Al ongelofelijk veel informatie op het forum terug te vinden. Concreet heb ik een klein berichtje geschreven over de voordelen van chamsys t.o.v. Avolites.  

http://www.licht-geluid.nl/forum/lic...200-mq300.html

Qua Live-gebruik is Chamsys te vergelijken met Avo, maar veel krachtiger. 
*Live paletten met fanned timing, 
*getimed uit blind gaan, 
*timed release (uit program)
*fader zoals bij MA waar je de fade-time van de palletten kunt instellen (0-10 seconden), 
*speed groups
*FX size afhankelijk van hoogte fader, 
*en ga zo maar door. 

Er zijn wel enkele nadelen aan de MQ200 die ondertussen de kop hebben opgestoken:

1. Een collega van me heeft zijn show zien corrupt worden na saven, waardoor hij van nul mocht herbeginnen. De show zelf heb ik niet gezien, dus misschien was het ergens een verkeerde instelling. 
2. De touchscreen heeft een lage gevoeligheid (vgl met bvb een TomTom), waardoor je soms een paar keer mag drukken vooraleer je iets geselecteerd hebt. 
3. De faders zijn hét zwakke punt van de MQ. Ik vind het heel spijtig dat ze geen Penny&Giles faders hebben gebruikt, want ze schuiven zo soepel niet als de faders op een Avolites, of een Soundcraft. Bovendien zitten ze gesoldeerd op een printplaat, waardoor je de hele printplaat mag vervangen indien een fader kapot is. Ze hadden de faders en het frontpaneel beter modulair opgebouwd. 

Nu, dat zijn mijn voornaamste nadelen. Voor het overige sta ik nog steeds voor de volle 100% achter Chamsys. Ik moet ook zeggen dat er soms "gesmeten" wordt met de MQ200 (vooral tijdens fuiven). 

Qua gebruik van PC-wing: Maxi-wing gecombineerd met een playback is eigenlijk mijn favoriet. Groter touchscreen (zo groot als je zelf wilt), en betere knoppen op de Maxi-wing. Ook is het gemakkelijker om personalities toe te voegen (windows explorer). Geen verschil in stabiliteit tss PC en console. Aantal crashen met een chamsys-systeem kan ik ondertussen op de vingers van 1 hand tellen, en dat sinds 2005.

Concreet koop je met Chamsys AB-SO-LUUT geen kat in de zak, voor zover je zorg draagt voor je hardware. Voor ons de beste aankoop in jaren.

----------


## Dave

Ik werk al een tijdje met een chamsys PC-wing en een touchscreen.
Het werkt vrij goed, al kan ik je toch aanraden om voor de maxi-wing te gaan. Met een normale wing moet je toch te snel naar toetsenbord/touchscreen grijpen en dat gaat je tegenstaan.
De stabiliteit van de software is goed, niet te veel zooi op je PC installeren. Ook de functionalteit is in orde: Artnet, standaard tot 12 universes, serial I/O, webserver, hot takeover.

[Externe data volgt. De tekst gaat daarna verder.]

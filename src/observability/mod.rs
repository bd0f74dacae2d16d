//! Observability
//!
//! - Structured logging (JSON lines on stderr)
//! - Counter metrics
//! - Named events for planning and execution milestones
//!
//! Observability is read-only: nothing here changes query results.
//!
//! ```ignore
//! use kvquery::observability::{log_event, Event, MetricsRegistry};
//!
//! log_event(Event::QueryExecuted, &[("strategy", "MERGE_JOIN")]);
//!
//! let metrics = MetricsRegistry::new();
//! metrics.increment_queries_executed();
//! ```

mod events;
mod logger;
mod metrics;

pub use events::Event;
pub use logger::{Logger, Severity};
pub use metrics::{MetricsRegistry, MetricsSnapshot};

/// Logs an event at its own severity
pub fn log_event(event: Event, fields: &[(&str, &str)]) {
    Logger::log(event.severity(), event.as_str(), fields);
}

In het verleden heb ik meerdere malen gehad dat de verbinding tussen wing en PC wegviel. Dat is vrij vervelend omdat dan ook de DMX output gelijk wegvalt. (En sommige fixtures dan vrolijk op stand-alone gaan zitten irriteren). Verbeterpuntje voor de firmware in de wing dus: if notconnected-> HOLD DMX. Is toch niet teveel gevraagd van een apparaat van 1700 eurie.

Dit was echter op een p3 500 met een van de eerste mainboards met usb. Nu is deze PC vervangen door een 2Ghz Celeron en lijken deze problemen opgelost.

----------


## lucken

> 1. Een collega van me heeft zijn show zien corrupt worden na saven, waardoor hij van nul mocht herbeginnen. De show zelf heb ik niet gezien, dus misschien was het ergens een verkeerde instelling. 
> 3. De faders zijn hét zwakke punt van de MQ. Ik vind het heel spijtig dat ze geen Penny&Giles faders hebben gebruikt, want ze schuiven zo soepel niet als de faders op een Avolites, of een Soundcraft. Bovendien zitten ze gesoldeerd op een printplaat, waardoor je de hele printplaat mag vervangen indien een fader kapot is. Ze hadden de faders en het frontpaneel beter modulair opgebouwd.



1. ik denk dat ik weet om welke console het gaat en dit was te wijten aan een probleem met de harde schijf ! Die waarschijnlijk door al dat smijten zijn geest aan het geven was. Bovendien worden er automatisch backups gemaakt van elke show en dit elke 15 minuten.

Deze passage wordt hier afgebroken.